Problem
Of the entries below, return exactly those lines that fall between the one containing "the circuit file" and the one containing "pub fn is_transformed_variant(&self, transformed_prefix: &str)", the two end lines included.
Data under study Start Marker
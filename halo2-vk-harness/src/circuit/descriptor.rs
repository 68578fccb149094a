use anyhow::Context;
use std::path::{Path, PathBuf};
use thiserror::Error;

use crate::StdResult;
use crate::circuit::{ConstantRewriter, to_test_name};

/// [CircuitDescriptor] related errors.
#[derive(Debug, Error, PartialEq, Eq)]
pub enum DescriptorError {
    /// The file name has no `<name>.<kind>.<extension>` structure.
    #[error(
        "circuit file name '{0}' has no kind segment, expected '<CircuitName>.<kind>.<extension>'"
    )]
    MissingKind(String),

    /// The path has no file name or a file name that is not valid unicode.
    #[error("invalid circuit path '{}'", .0.display())]
    InvalidPath(PathBuf),
}

/// A circuit description file found in the circuits directory.
#[derive(Debug, Clone, PartialEq, Eq)]
pub struct CircuitDescriptor {
    path: PathBuf,
    file_name: String,
    test_name: String,
}

impl CircuitDescriptor {
    /// Build a descriptor from the path of a circuit file.
    ///
    /// No IO is done: the source is only read when a transformed variant is needed.
    pub fn from_path(path: &Path) -> Result<Self, DescriptorError> {
        let file_name = path
            .file_name()
            .and_then(|name| name.to_str())
            .ok_or_else(|| DescriptorError::InvalidPath(path.to_path_buf()))?
            .to_string();
        let circuit_name = file_name.split('.').next().unwrap_or_default();

        Ok(Self {
            path: path.to_path_buf(),
            test_name: to_test_name(circuit_name),
            file_name,
        })
    }

    /// Path of the circuit file
    pub fn path(&self) -> &Path {
        &self.path
    }

    /// File name of the circuit, its identity in the circuits directory
    pub fn file_name(&self) -> &str {
        &self.file_name
    }

    /// Canonical name of the circuit test (ie: `simple_add` for `SimpleAdd.ts`)
    pub fn test_name(&self) -> &str {
        &self.test_name
    }

    /// Kind of the circuit, taken from the segment preceding the extension
    /// (ie: `gate` for `RangeCheck.gate.ts`).
    pub fn kind(&self) -> Result<&str, DescriptorError> {
        let segments: Vec<&str> = self.file_name.split('.').collect();
        match segments.as_slice() {
            [_, .., kind, _] if !kind.is_empty() => Ok(*kind),
            _ => Err(DescriptorError::MissingKind(self.file_name.clone())),
        }
    }

    /// Check if this file is a variant generated by a previous run.
    pub fn is_transformed_variant(&self, transformed_prefix: &str) -> bool {
        self.file_name.contains(transformed_prefix)
    }

    /// Read the source of the circuit.
    pub async fn read_source(&self) -> StdResult<String> {
        tokio::fs::read_to_string(&self.path)
            .await
            .with_context(|| format!("could not read circuit file `{}`", self.path.display()))
    }

    /// Apply the rewriter to `source` (the content of this circuit) and write the result next
    /// to the original file, its name prefixed with `transformed_prefix`.
    pub async fn write_transformed(
        &self,
        source: &str,
        rewriter: &ConstantRewriter,
        transformed_prefix: &str,
    ) -> StdResult<TransformedDescriptor> {
        let transformed_path = self
            .path
            .with_file_name(format!("{transformed_prefix}{}", self.file_name));

        tokio::fs::write(&transformed_path, rewriter.rewrite(source))
            .await
            .with_context(|| {
                format!(
                    "could not write transformed circuit file `{}`",
                    transformed_path.display()
                )
            })?;

        Ok(TransformedDescriptor {
            path: transformed_path,
        })
    }
}

/// A circuit variant generated from a [CircuitDescriptor] and persisted for the key generator.
#[derive(Debug, Clone, PartialEq, Eq)]
pub struct TransformedDescriptor {
    path: PathBuf,
}

impl TransformedDescriptor {
    /// Path of the generated file
    pub fn path(&self) -> &Path {
        &self.path
    }

    /// Delete the generated file.
    pub async fn remove(self) -> StdResult<()> {
        tokio::fs::remove_file(&self.path).await.with_context(|| {
            format!(
                "could not remove transformed circuit file `{}`",
                self.path.display()
            )
        })
    }
}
Data under study End Marker
Result of the exercise
    /// Path of the circuit file
    pub fn path(&self) -> &Path {
        &self.path
    }

    /// File name of the circuit, its identity in the circuits directory
    pub fn file_name(&self) -> &str {
        &self.file_name
    }

    /// Canonical name of the circuit test (ie: `simple_add` for `SimpleAdd.ts`)
    pub fn test_name(&self) -> &str {
        &self.test_name
    }

    /// Kind of the circuit, taken from the segment preceding the extension
    /// (ie: `gate` for `RangeCheck.gate.ts`).
    pub fn kind(&self) -> Result<&str, DescriptorError> {
        let segments: Vec<&str> = self.file_name.split('.').collect();
        match segments.as_slice() {
            [_, .., kind, _] if !kind.is_empty() => Ok(*kind),
            _ => Err(DescriptorError::MissingKind(self.file_name.clone())),
        }
    }

    /// Check if this file is a variant generated by a previous run.
    pub fn is_transformed_variant(&self, transformed_prefix: &str) -> bool {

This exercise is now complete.